On the morning of the 14th February, South Africa and the world at large woke up to the news that paralympic icon Oscar Pistorius, had shot and killed his girlfriend Reeva Steenkamp. The news was spread mostly on twitter and as more information was revealed, it was retweeted and dissected by everyone on the social network. When the bail hearing began the day after the news broke, the presiding magistrate ordered that there be no cameras present and so the only way to get information out to the public as fast as possible was through Twitter.
For the duration of the bail hearing it became clear that this case was becoming a social media phenomenon. Acceleration Media, authorised Salesforce Radian6 Reseller gave Memeburn an exclusive breakdown of some of the numbers surrounding the Pistorius case.
According to Acceleration, there were 1 306 313 online posts about the incident between 14 and 20 February 2013, averaging out to 186 616 posts per day, 7776 posts per hour and 130 posts per minute. Each day, of course, came with its own hot conversation topics.
1. 14 Feb: Reaction to the initial reports of the incident, 229 020 posts
Social media users were shocked and filled with disbelief after the initial reports from the media. Some social media users formed opinions based on the information they had and some were willing to wait until the details of the incident were revealed. Towards the end of the day, more and more online posts were of humorous nature.
2. 15 Feb: Day one of bail hearing, 82 231 posts
Social media users reacted to Pistorius being charged with premeditated murder by posting humorous content as the majority were convinced he had murdered his girlfriend. Pistorius’allegedly violent past also came under the spotlight.
3. 19 Feb: Day two of bail hearing, 123 116 posts
As more and more details about the incident were revealed in court (Oscar’s affidavit), social media users opinions were divided about his version of the story.
4. 20 Feb: Day three of bail hearing, 94 789 posts
Attention shifted to the investigating officer (Hilton Botha) as he testified in court. Majority of posts retweets of mentions by the various journalists covering the story from the court-house.

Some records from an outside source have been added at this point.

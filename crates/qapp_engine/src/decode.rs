use chardetng::EncodingDetector;
use encoding_rs::Encoding;
use qapp_logging::qapp_debug;

#[derive(Debug, Clone, PartialEq, Eq)]
pub struct DecodedHtml {
    pub html: String,
    pub encoding_label: String,
}

/// Decodes an archived file to UTF-8: BOM, then the Content-Type charset,
/// then byte-level detection. Malformed sequences become U+FFFD.
pub fn decode_html(bytes: &[u8], content_type: Option<&str>) -> DecodedHtml {
    if let Some((encoding, _)) = Encoding::for_bom(bytes) {
        return decode_with(bytes, encoding);
    }

    if let Some(enc) = content_type
        .and_then(charset_param)
        .and_then(|label| Encoding::for_label(label.as_bytes()))
    {
        return decode_with(bytes, enc);
    }

    let mut detector = EncodingDetector::new();
    detector.feed(bytes, true);
    decode_with(bytes, detector.guess(None, true))
}

fn charset_param(content_type: &str) -> Option<String> {
    content_type.split(';').skip(1).find_map(|param| {
        let (key, value) = param.split_once('=')?;
        key.trim()
            .eq_ignore_ascii_case("charset")
            .then(|| value.trim().trim_matches(['"', '\'']).to_string())
    })
}

fn decode_with(bytes: &[u8], enc: &'static Encoding) -> DecodedHtml {
    let (text, _, had_errors) = enc.decode(bytes);
    if had_errors {
        qapp_debug!("malformed {} sequences replaced", enc.name());
    }
    DecodedHtml {
        html: text.into_owned(),
        encoding_label: enc.name().to_string(),
    }
}
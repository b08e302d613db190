#![deny(missing_docs)]
//! Shared logging utilities for the Q-app workspace.
//!
//! Every crate logs through the `qapp_*` macros below. Each record is prefixed
//! with the poll tick the emitting thread last observed, so engine output can
//! be lined up with the dashboard refresh that caused it.

use std::cell::Cell;
use std::future::Future;
use std::pin::Pin;
use std::task::{Context, Poll};

thread_local! {
    /// Poll tick last observed by the current thread.
    static POLL_TICK: Cell<u64> = const { Cell::new(0) };
}

/// Records the poll tick for the current thread.
/// The app loop calls this once per dispatched poll.
pub fn set_poll_tick(tick: u64) {
    POLL_TICK.with(|v| v.set(tick));
}

/// Returns the poll tick recorded for the current thread, or 0 if unset.
pub fn poll_tick() -> u64 {
    POLL_TICK.with(|v| v.get())
}

/// Runs `fut` with the poll tick set to `tick` on whichever thread polls it.
///
/// Engine tasks hop between runtime workers, so the tick of the command that
/// started a task is reapplied before every poll.
pub fn with_poll_tick<F: Future>(tick: u64, fut: F) -> WithPollTick<F> {
    WithPollTick {
        tick,
        inner: Box::pin(fut),
    }
}

/// Future returned by [`with_poll_tick`].
pub struct WithPollTick<F> {
    tick: u64,
    inner: Pin<Box<F>>,
}

impl<F: Future> Future for WithPollTick<F> {
    type Output = F::Output;

    fn poll(mut self: Pin<&mut Self>, cx: &mut Context<'_>) -> Poll<F::Output> {
        set_poll_tick(self.tick);
        self.inner.as_mut().poll(cx)
    }
}

/// Logs a trace-level message tagged with the current poll tick.
#[macro_export]
macro_rules! qapp_trace {
    ($($arg:tt)*) => {{
        log::trace!("[tick {}] {}", $crate::poll_tick(), format_args!($($arg)*));
    }};
}

/// Logs a debug-level message tagged with the current poll tick.
#[macro_export]
macro_rules! qapp_debug {
    ($($arg:tt)*) => {{
        log::debug!("[tick {}] {}", $crate::poll_tick(), format_args!($($arg)*));
    }};
}

/// Logs an info-level message tagged with the current poll tick.
#[macro_export]
macro_rules! qapp_info {
    ($($arg:tt)*) => {{
        log::info!("[tick {}] {}", $crate::poll_tick(), format_args!($($arg)*));
    }};
}

/// Logs a warn-level message tagged with the current poll tick.
#[macro_export]
macro_rules! qapp_warn {
    ($($arg:tt)*) => {{
        log::warn!("[tick {}] {}", $crate::poll_tick(), format_args!($($arg)*));
    }};
}

/// Logs an error-level message tagged with the current poll tick.
#[macro_export]
macro_rules! qapp_error {
    ($($arg:tt)*) => {{
        log::error!("[tick {}] {}", $crate::poll_tick(), format_args!($($arg)*));
    }};
}

/// Initializes a terminal logger for tests.
///
/// Safe to call from every test: a second initialization is ignored.
pub fn initialize_for_tests() {
    use simplelog::{ColorChoice, Config, TermLogger, TerminalMode};

    let level = if cfg!(debug_assertions) {
        log::LevelFilter::Debug
    } else {
        log::LevelFilter::Info
    };

    let _ = TermLogger::init(
        level,
        Config::default(),
        TerminalMode::Mixed,
        ColorChoice::Never,
    );
}
use qapp_app::platform::ui::render::render;
use qapp_core::{
    update, ActivePane, AppState, AppViewModel, ContentOutcome, ContentSource, FrameView, Job,
    Msg, Placeholder, ResourceHandle, TabView,
};

fn tab(tab_id: u64, active: bool, frame: FrameView) -> TabView {
    TabView {
        tab_id,
        caption: format!("Snapshot {tab_id}"),
        url: "https://a.example.com".into(),
        path: "./jobs/extracted/abc".into(),
        created_at: "2026-10-18T09:00:00Z".into(),
        refreshed_at: None,
        active,
        frame,
    }
}

#[test]
fn controls_pane_lists_jobs_and_alert() {
    let state = AppState::new();
    let (state, _) = update(state, Msg::UrlInputChanged("nope".into()));
    let (state, _) = update(state, Msg::SubmitClicked);
    let (state, _) = update(
        state,
        Msg::JobsLoaded(Ok(vec![Job {
            id: "5f2c".into(),
            status: "done".into(),
            domain: Some("a.example.com".into()),
            url: Some("https://a.example.com".into()),
            ..Job::default()
        }])),
    );
    let (state, _) = update(state, Msg::JobRowClicked("5f2c".into()));

    let text = render(&state.view());
    assert!(text.contains("Archive Q-app | Loading identity..."));
    assert!(text.contains("[*controls]"));
    assert!(text.contains("!! Invalid URL nope"));
    assert!(text.contains("v 5f2c"));
    assert!(text.contains("url:      https://a.example.com"));
    assert!(text.contains("(logs 5f2c | archive 5f2c)"));
    assert!(text.ends_with('\n'));
}

#[test]
fn empty_board_says_so() {
    let text = render(&AppViewModel::default());
    assert!(text.contains("(no jobs)"));
    assert!(!text.contains("Log:"));
}

#[test]
fn active_tab_replaces_controls() {
    let view = AppViewModel {
        active: ActivePane::Tab(2),
        tabs: vec![
            tab(1, false, FrameView::Blank),
            tab(
                2,
                true,
                FrameView::Placeholder {
                    placeholder: Placeholder::NotFound,
                    document: Placeholder::NotFound.document(),
                },
            ),
        ],
        ..AppViewModel::default()
    };

    let text = render(&view);
    assert!(text.contains("[controls] [1: Snapshot 1] [*2: Snapshot 2]"));
    assert!(text.contains("frame:     no archived snapshot was found"));
    assert!(!text.contains("(no jobs)"));
}

#[test]
fn resolved_tab_shows_its_resource() {
    let state = AppState::new();
    let (state, _) = update(
        state,
        Msg::ArchiveLookedUp {
            url: "https://a.example.com".into(),
            result: Ok(Some("./jobs/extracted/abc".into())),
            at: "t0".into(),
        },
    );
    let (state, _) = update(
        state,
        Msg::ContentResolved {
            tab_id: 1,
            generation: 1,
            outcome: ContentOutcome::Resolved {
                source: ContentSource::Snapshot,
                body: "<html></html>".into(),
                title: Some("Example".into()),
            },
            at: "t1".into(),
        },
    );
    let (state, _) = update(
        state,
        Msg::FrameLoaded {
            tab_id: 1,
            handle: ResourceHandle::new(1),
        },
    );

    let text = render(&state.view());
    assert!(text.contains("[*1: Example]"));
    assert!(text.contains("refreshed: t1"));
    assert!(text.contains("frame:     showing blob:qapp/1 (snapshot)"));
}
use url::Url;

/// True iff `candidate` parses as an absolute URL with a scheme and a host.
///
/// `url` accepts authority-less URLs such as `mailto:x` or `data:,`; those are
/// rejected here because the archiver needs something it can crawl.
pub fn is_valid_url(candidate: &str) -> bool {
    match Url::parse(candidate) {
        Ok(parsed) => parsed.has_host() && !parsed.cannot_be_a_base(),
        Err(_) => false,
    }
}
use crate::{ContentSource, JobId, Placeholder, TabId};

#[derive(Debug, Clone, PartialEq, Eq, Default)]
pub struct AppViewModel {
    pub identity_label: String,
    pub alert: Option<String>,
    pub form: FormView,
    pub polling: PollingView,
    pub jobs: Vec<JobRowView>,
    pub log_text: String,
    pub active: ActivePane,
    pub tabs: Vec<TabView>,
    pub theme: Vec<(String, String)>,
    pub dirty: bool,
}

#[derive(Debug, Clone, PartialEq, Eq, Default)]
pub struct FormView {
    pub url: String,
    pub depth: u32,
    pub assets: bool,
}

#[derive(Debug, Clone, PartialEq, Eq, Default)]
pub struct PollingView {
    pub suspended: bool,
    pub in_flight: bool,
    pub status: Option<String>,
}

/// A summary row and its paired detail row.
#[derive(Debug, Clone, PartialEq, Eq)]
pub struct JobRowView {
    pub summary: JobSummaryRow,
    pub detail: JobDetailRow,
}

#[derive(Debug, Clone, PartialEq, Eq)]
pub struct JobSummaryRow {
    pub job_id: JobId,
    pub status: String,
    pub domain: String,
}

#[derive(Debug, Clone, PartialEq, Eq)]
pub struct JobDetailRow {
    pub job_id: JobId,
    pub domain: String,
    pub url: String,
    pub url_hash: String,
    pub status: String,
    pub message: String,
    pub expanded: bool,
}

#[derive(Debug, Clone, Copy, PartialEq, Eq, Default)]
pub enum ActivePane {
    #[default]
    Controls,
    Tab(TabId),
}

#[derive(Debug, Clone, PartialEq, Eq)]
pub struct TabView {
    pub tab_id: TabId,
    pub caption: String,
    pub url: String,
    pub path: String,
    pub created_at: String,
    pub refreshed_at: Option<String>,
    pub active: bool,
    pub frame: FrameView,
}

#[derive(Debug, Clone, PartialEq, Eq)]
pub enum FrameView {
    Blank,
    /// Nothing resolved yet, or a placeholder whose refresh is in flight.
    Loading,
    /// Resolved content; stays visible while a refresh is in flight.
    Resource {
        url: String,
        source: ContentSource,
    },
    Placeholder {
        placeholder: Placeholder,
        document: &'static str,
    },
}
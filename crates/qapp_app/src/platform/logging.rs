//! Platform logging initialization for qapp_app.
//!
//! File output goes to `./qapp.log` in the current working directory, which
//! keeps the console free for the rendered panel.

use std::fs::File;
use std::path::PathBuf;

use log::LevelFilter;
use serde::{Deserialize, Serialize};
use simplelog::{
    ColorChoice, CombinedLogger, Config, ConfigBuilder, SharedLogger, TermLogger, TerminalMode,
    WriteLogger,
};

pub const LOG_FILENAME: &str = "./qapp.log";

/// Destination for log output.
#[derive(Debug, Clone, Copy, PartialEq, Eq, Default, Serialize, Deserialize)]
pub enum LogDestination {
    /// Write to ./qapp.log in current directory.
    #[default]
    File,
    /// Write to terminal (stderr for warnings and errors).
    Terminal,
    /// Write to both file and terminal.
    Both,
}

/// Initialize the logger with the specified destination.
pub fn initialize(destination: LogDestination) {
    let level = LevelFilter::Info;

    let config = build_config();

    let loggers: Vec<Box<dyn SharedLogger>> = match destination {
        LogDestination::File => {
            if let Some(file_logger) = create_file_logger(level, config) {
                vec![file_logger]
            } else {
                return;
            }
        }
        LogDestination::Terminal => {
            vec![TermLogger::new(
                level,
                config,
                TerminalMode::Mixed,
                ColorChoice::Auto,
            )]
        }
        LogDestination::Both => {
            let mut loggers: Vec<Box<dyn SharedLogger>> = vec![TermLogger::new(
                level,
                config.clone(),
                TerminalMode::Mixed,
                ColorChoice::Auto,
            )];
            if let Some(file_logger) = create_file_logger(level, config) {
                loggers.push(file_logger);
            }
            loggers
        }
    };

    let _ = CombinedLogger::init(loggers);
}

fn build_config() -> Config {
    ConfigBuilder::new()
        .set_time_format_rfc3339()
        .set_target_level(LevelFilter::Error)
        .build()
}

fn create_file_logger(level: LevelFilter, config: Config) -> Option<Box<WriteLogger<File>>> {
    let log_path = PathBuf::from(LOG_FILENAME);
    match File::create(&log_path) {
        Ok(file) => Some(WriteLogger::new(level, config, file)),
        Err(err) => {
            eprintln!("Warning: Could not create log file at {:?}: {}", log_path, err);
            None
        }
    }
}
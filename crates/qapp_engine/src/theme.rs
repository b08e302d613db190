use std::collections::BTreeMap;

use qapp_logging::qapp_debug;

use crate::BridgeError;

/// Resolved style of the embedding host.
pub trait ThemeSource: Send + Sync {
    fn property(&self, name: &str) -> Result<Option<String>, BridgeError>;
}

/// Theme values supplied up front, e.g. from configuration.
#[derive(Debug, Clone, Default)]
pub struct StaticThemeSource {
    values: BTreeMap<String, String>,
}

impl StaticThemeSource {
    pub fn new(values: BTreeMap<String, String>) -> Self {
        Self { values }
    }
}

impl ThemeSource for StaticThemeSource {
    fn property(&self, name: &str) -> Result<Option<String>, BridgeError> {
        Ok(self.values.get(name).cloned())
    }
}

/// Reads every name independently; a failed read counts as absent.
pub fn read_theme<'a>(
    source: &dyn ThemeSource,
    names: impl IntoIterator<Item = &'a str>,
) -> Vec<(String, Option<String>)> {
    names
        .into_iter()
        .map(|name| {
            let value = match source.property(name) {
                Ok(value) => value,
                Err(err) => {
                    qapp_debug!("theme variable {} unreadable: {}", name, err);
                    None
                }
            };
            (name.to_string(), value)
        })
        .collect()
}
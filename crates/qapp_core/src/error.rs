use thiserror::Error;

/// User-visible failure categories. Every variant ends up as text in the UI;
/// none of them stops the session.
#[derive(Debug, Clone, PartialEq, Eq, Error)]
pub enum QappError {
    /// Submitted URL did not parse; no request was sent.
    #[error("Invalid URL {0}")]
    Validation(String),
    /// The request could not be completed.
    #[error("request failed: {0}")]
    Transport(String),
    /// The service answered but had nothing for the request.
    #[error("{0}")]
    NotFound(String),
    /// The embedding host rejected or could not serve the call.
    #[error("host bridge error: {0}")]
    HostBridge(String),
}
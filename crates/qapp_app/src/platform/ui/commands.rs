//! Console event routing: one line of input becomes one core message.

use qapp_core::{HostMessage, Msg, TabId};
use qapp_engine::{parse_host_message, HostEvent};
use thiserror::Error;

pub const HELP: &str = "\
commands:
  url <text>          set the URL field
  depth <n>           set the crawl depth
  assets on|off       include page assets
  submit              submit the form
  toggle <job-id>     expand or collapse a job
  logs <job-id>       show the raw job record
  archive <job-id>    open the job's archive in a tab
  tab <tab-id>        switch to a tab
  controls            switch to the controls pane
  close <tab-id>      close a tab
  refresh <tab-id>    reload a tab's content
  popout <tab-id>     open a tab's content as a standalone file
  pause | resume      stop or restart polling
  host <json>         deliver a host message, e.g. {\"type\":\"themeChange\"}
  dismiss             clear the alert
  help | quit";

#[derive(Debug, Clone, PartialEq, Eq)]
pub enum Command {
    Dispatch(Msg),
    Help,
    Quit,
}

#[derive(Debug, Clone, PartialEq, Eq, Error)]
pub enum CommandError {
    #[error("unknown command `{0}`, try `help`")]
    Unknown(String),
    #[error("`{command}` expects {expected}")]
    BadArgument {
        command: &'static str,
        expected: &'static str,
    },
    #[error("not a host message: {0}")]
    NotHostMessage(String),
}

/// Parses one input line. Blank lines yield `Ok(None)`.
pub fn parse_command(line: &str) -> Result<Option<Command>, CommandError> {
    let line = line.trim_end_matches(['\r', '\n']);
    let trimmed = line.trim_start();
    if trimmed.trim().is_empty() {
        return Ok(None);
    }
    let (word, rest) = match trimmed.split_once(char::is_whitespace) {
        Some((word, rest)) => (word, rest),
        None => (trimmed, ""),
    };
    let arg = rest.trim();

    let msg = match word {
        "help" => return Ok(Some(Command::Help)),
        "quit" | "exit" => return Ok(Some(Command::Quit)),
        "url" => Msg::UrlInputChanged(arg.to_string()),
        "depth" => Msg::DepthChanged(arg.parse().map_err(|_| CommandError::BadArgument {
            command: "depth",
            expected: "a non-negative number",
        })?),
        "assets" => Msg::AssetsToggled(match arg {
            "on" | "true" | "yes" => true,
            "off" | "false" | "no" => false,
            _ => {
                return Err(CommandError::BadArgument {
                    command: "assets",
                    expected: "on or off",
                })
            }
        }),
        "submit" => Msg::SubmitClicked,
        "toggle" => Msg::JobRowClicked(job_id("toggle", arg)?),
        "logs" => Msg::ViewLogsClicked(job_id("logs", arg)?),
        "archive" => Msg::GetArchiveClicked(job_id("archive", arg)?),
        "tab" => Msg::TabSelected(tab_id("tab", arg)?),
        "controls" => Msg::ControlsSelected,
        "close" => Msg::TabCloseClicked(tab_id("close", arg)?),
        "refresh" => Msg::TabRefreshClicked(tab_id("refresh", arg)?),
        "popout" => Msg::TabPopOutClicked(tab_id("popout", arg)?),
        "pause" => Msg::PollingSuspended,
        "resume" => Msg::PollingResumed,
        "dismiss" => Msg::AlertDismissed,
        "host" => {
            let event = parse_host_message(arg)
                .ok_or_else(|| CommandError::NotHostMessage(arg.to_string()))?;
            Msg::HostMessageReceived(match event {
                HostEvent::ThemeChange => HostMessage::ThemeChange,
                HostEvent::Other(kind) => HostMessage::Other(kind),
            })
        }
        other => return Err(CommandError::Unknown(other.to_string())),
    };
    Ok(Some(Command::Dispatch(msg)))
}

fn job_id(command: &'static str, arg: &str) -> Result<String, CommandError> {
    if arg.is_empty() || arg.contains(char::is_whitespace) {
        return Err(CommandError::BadArgument {
            command,
            expected: "a job id",
        });
    }
    Ok(arg.to_string())
}

fn tab_id(command: &'static str, arg: &str) -> Result<TabId, CommandError> {
    arg.parse().map_err(|_| CommandError::BadArgument {
        command,
        expected: "a tab number",
    })
}
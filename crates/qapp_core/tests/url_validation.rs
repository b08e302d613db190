use qapp_core::is_valid_url;

#[test]
fn rejects_strings_that_are_not_absolute_urls() {
    for candidate in ["not a url", "", "ht!tp://x", "example.com", "/relative/path"] {
        assert!(!is_valid_url(candidate), "{candidate:?} should be rejected");
    }
}

#[test]
fn accepts_absolute_urls_with_authority() {
    for candidate in [
        "https://example.com",
        "http://localhost:8000/path?q=1",
        "https://sub.example.org:8443/a/b#frag",
    ] {
        assert!(is_valid_url(candidate), "{candidate:?} should be accepted");
    }
}

#[test]
fn rejects_urls_without_a_host() {
    assert!(!is_valid_url("mailto:someone@example.com"));
    assert!(!is_valid_url("data:text/plain,hello"));
}
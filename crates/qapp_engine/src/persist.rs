use std::fs;
use std::io::{self, Write};
use std::path::{Path, PathBuf};

use tempfile::NamedTempFile;
use thiserror::Error;

#[derive(Debug, Error)]
pub enum PersistError {
    #[error("pop-out directory missing or not writable: {0}")]
    OutputDir(String),
    #[error("io error: {0}")]
    Io(#[from] io::Error),
}

/// Creates `dir` if needed and checks that files can be written into it.
pub fn ensure_output_dir(dir: &Path) -> Result<(), PersistError> {
    if dir.exists() {
        let meta = fs::metadata(dir).map_err(|e| PersistError::OutputDir(e.to_string()))?;
        if !meta.is_dir() {
            return Err(PersistError::OutputDir("path is not a directory".into()));
        }
    } else {
        fs::create_dir_all(dir).map_err(|e| PersistError::OutputDir(e.to_string()))?;
    }
    NamedTempFile::new_in(dir).map_err(|e| PersistError::OutputDir(e.to_string()))?;
    Ok(())
}

/// Writes `{dir}/{filename}` through a temp file and a rename, so a reader
/// never sees a half-written document.
pub struct AtomicFileWriter {
    dir: PathBuf,
}

impl AtomicFileWriter {
    pub fn new(dir: PathBuf) -> Self {
        Self { dir }
    }

    pub fn write(&self, filename: &str, content: &str) -> Result<PathBuf, PersistError> {
        ensure_output_dir(&self.dir)?;

        let target = self.dir.join(filename);
        let mut tmp = NamedTempFile::new_in(&self.dir)?;
        tmp.write_all(content.as_bytes())?;
        tmp.flush()?;
        tmp.as_file_mut().sync_all()?;

        tmp.persist(&target).map_err(|e| PersistError::Io(e.error))?;
        Ok(target)
    }
}
use qapp_logging::{qapp_debug, qapp_info};

use crate::tabs::Assignment;
use crate::{
    apply_theme, is_valid_url, AppState, Effect, HostMessage, Msg, QappError, ResolveRequest,
    TabId,
};

const NO_ARCHIVE_MESSAGE: &str = "No archive found for this URL";

/// Pure update function: applies a message to state and returns any effects.
pub fn update(mut state: AppState, msg: Msg) -> (AppState, Vec<Effect>) {
    let effects = match msg {
        Msg::Started => {
            let mut effects = vec![Effect::LoadIdentity, Effect::ReadTheme];
            if state.board.begin_poll() {
                effects.push(Effect::FetchJobs);
            }
            state.mark_dirty();
            effects
        }
        Msg::UrlInputChanged(text) => {
            state.form.url = text;
            state.mark_dirty();
            Vec::new()
        }
        Msg::DepthChanged(depth) => {
            state.form.depth = depth;
            state.mark_dirty();
            Vec::new()
        }
        Msg::AssetsToggled(assets) => {
            state.form.assets = assets;
            state.mark_dirty();
            Vec::new()
        }
        Msg::SubmitClicked => {
            let request = state.form.to_request();
            if is_valid_url(&request.url) {
                state.alert = None;
                state.mark_dirty();
                qapp_info!("submitting job for {}", request.url);
                vec![Effect::SubmitJob(request)]
            } else {
                state.set_alert(&QappError::Validation(request.url));
                Vec::new()
            }
        }
        Msg::JobSubmitted(result) => {
            if let Err(err) = result {
                state.set_log(err.to_string());
            }
            repoll(&mut state)
        }
        Msg::PollTick => {
            if state.board.begin_poll() {
                state.mark_dirty();
                vec![Effect::FetchJobs]
            } else {
                Vec::new()
            }
        }
        Msg::PollingSuspended => {
            if state.board.suspend() {
                state.mark_dirty();
            }
            Vec::new()
        }
        Msg::PollingResumed => {
            if state.board.resume() {
                state.mark_dirty();
                repoll(&mut state)
            } else {
                Vec::new()
            }
        }
        Msg::JobsLoaded(result) => {
            let again = state.board.finish_poll(result);
            state.mark_dirty();
            if again {
                vec![Effect::FetchJobs]
            } else {
                Vec::new()
            }
        }
        Msg::JobRowClicked(job_id) => {
            if state.board.toggle_detail(&job_id) {
                state.mark_dirty();
            }
            Vec::new()
        }
        Msg::ViewLogsClicked(job_id) => vec![Effect::FetchJobRecord { job_id }],
        Msg::JobRecordLoaded { job_id, result } => {
            match result {
                Ok(record) => state.set_log(record),
                Err(err) => state.set_log(format!("Could not load job {job_id}: {err}")),
            }
            Vec::new()
        }
        Msg::GetArchiveClicked(job_id) => {
            match state.board.find(&job_id).and_then(|job| job.url.clone()) {
                Some(url) => vec![Effect::LookupArchive { url }],
                None => {
                    state.set_log(NO_ARCHIVE_MESSAGE);
                    Vec::new()
                }
            }
        }
        Msg::ArchiveLookedUp { url, result, at } => match result {
            Ok(Some(path)) => {
                let tab_id = state.tabs.open(&url, &path, &at);
                state.tabs.switch_to(tab_id);
                state.set_log(format!("Archive extracted to: {path}"));
                start_resolution(&mut state, tab_id)
            }
            Ok(None) | Err(QappError::NotFound(_)) => {
                state.set_log(NO_ARCHIVE_MESSAGE);
                Vec::new()
            }
            Err(err) => {
                state.set_log(format!("Could not look up archive for {url}: {err}"));
                Vec::new()
            }
        },
        Msg::TabSelected(tab_id) => {
            if state.tabs.switch_to(tab_id) {
                state.mark_dirty();
            }
            Vec::new()
        }
        Msg::ControlsSelected => {
            state.tabs.show_controls();
            state.mark_dirty();
            Vec::new()
        }
        Msg::TabCloseClicked(tab_id) => match state.tabs.close(tab_id) {
            Some(released) => {
                state.mark_dirty();
                released
                    .into_iter()
                    .map(|handle| Effect::ReleaseResource { handle })
                    .collect()
            }
            None => Vec::new(),
        },
        Msg::TabRefreshClicked(tab_id) => start_resolution(&mut state, tab_id),
        Msg::TabPopOutClicked(tab_id) => match state.tabs.pop_out(tab_id) {
            Some(handle) => vec![Effect::OpenExternal {
                tab_id,
                url: state.tabs.url(tab_id).unwrap_or_default().to_string(),
                title: state.tabs.title(tab_id).map(ToOwned::to_owned),
                handle,
            }],
            None => {
                qapp_debug!("pop-out ignored, tab {} has no resolved content", tab_id);
                Vec::new()
            }
        },
        Msg::ContentResolved {
            tab_id,
            generation,
            outcome,
            at,
        } => match state.tabs.complete_resolution(tab_id, generation, outcome, &at) {
            Some(assignment) => {
                state.mark_dirty();
                assignment_effects(tab_id, assignment)
            }
            None => Vec::new(),
        },
        Msg::FrameLoaded { tab_id, handle } => {
            let released = state.tabs.frame_loaded(tab_id, &handle);
            state.mark_dirty();
            released
                .into_iter()
                .map(|handle| Effect::ReleaseResource { handle })
                .collect()
        }
        Msg::HostMessageReceived(HostMessage::ThemeChange) => vec![Effect::ReadTheme],
        Msg::HostMessageReceived(HostMessage::Other(kind)) => {
            qapp_debug!("ignoring host message of type {}", kind);
            Vec::new()
        }
        Msg::ThemeRead(readings) => {
            if apply_theme(&mut state.theme, &readings) > 0 {
                state.mark_dirty();
            }
            Vec::new()
        }
        Msg::IdentityLoaded(result) => {
            state.apply_identity(result);
            Vec::new()
        }
        Msg::AlertDismissed => {
            if state.alert.take().is_some() {
                state.mark_dirty();
            }
            Vec::new()
        }
        Msg::NoOp => Vec::new(),
    };

    (state, effects)
}

fn repoll(state: &mut AppState) -> Vec<Effect> {
    if state.board.request_repoll() {
        state.mark_dirty();
        vec![Effect::FetchJobs]
    } else {
        Vec::new()
    }
}

fn start_resolution(state: &mut AppState, tab_id: TabId) -> Vec<Effect> {
    match state.tabs.refresh(tab_id) {
        Some(ResolveRequest {
            tab_id,
            generation,
            path,
        }) => {
            state.mark_dirty();
            vec![Effect::ResolveContent {
                tab_id,
                generation,
                path,
            }]
        }
        None => Vec::new(),
    }
}

fn assignment_effects(tab_id: TabId, assignment: Assignment) -> Vec<Effect> {
    let mut effects: Vec<Effect> = assignment
        .release
        .into_iter()
        .map(|handle| Effect::ReleaseResource { handle })
        .collect();
    if let Some((handle, body)) = assignment.attach {
        effects.push(Effect::AttachResource {
            tab_id,
            handle,
            body,
        });
    }
    effects
}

Part of the reason for the story has attracted so much attention on social media is because of Pistorius’ is an international athletic star. This is reflected in the fact that a large number of the social traffic has come from the US.
Number of posts by country:
|South Africa||196 210|
It should be noted however that it’s not always easy to track which countries people on Twitter come from.
Acceleration reckons that 84.4% of the conversation around the case has occurred on Twitter, with Facebook and mainstream news outlets battling it out for second place.
As live camera feeds were banned from the courtroom, reporters took to their Twitter accounts and kept the general public up to date with proceedings. EWN reporter Barry Bateman’s (@barrybateman) coverage of the case has gained him over 100 000 followers. The increase in Bateman’s follower numbers has quickly outstripped that of his peers who are also reporting on the hearing.
While a number of other journalists have gained substantial increases in their personal Twitter follower numbers (with some gaining between 3000 and 23 000 followers in less than a week), Bateman’s stats are on another level. According to data from Twitter Counter, Bateman went from 17 429 followers on 15 February to 122 743 on 21 February — a 604% increase that amounts to an extra 105 314 followers in just under a week. The rapid increase in Bateman’s following on Twitter could also be driven by a number of influential journalists, sports men and entertainment personalities who retweeted him and commended his minute-by-minute communication of the hearing.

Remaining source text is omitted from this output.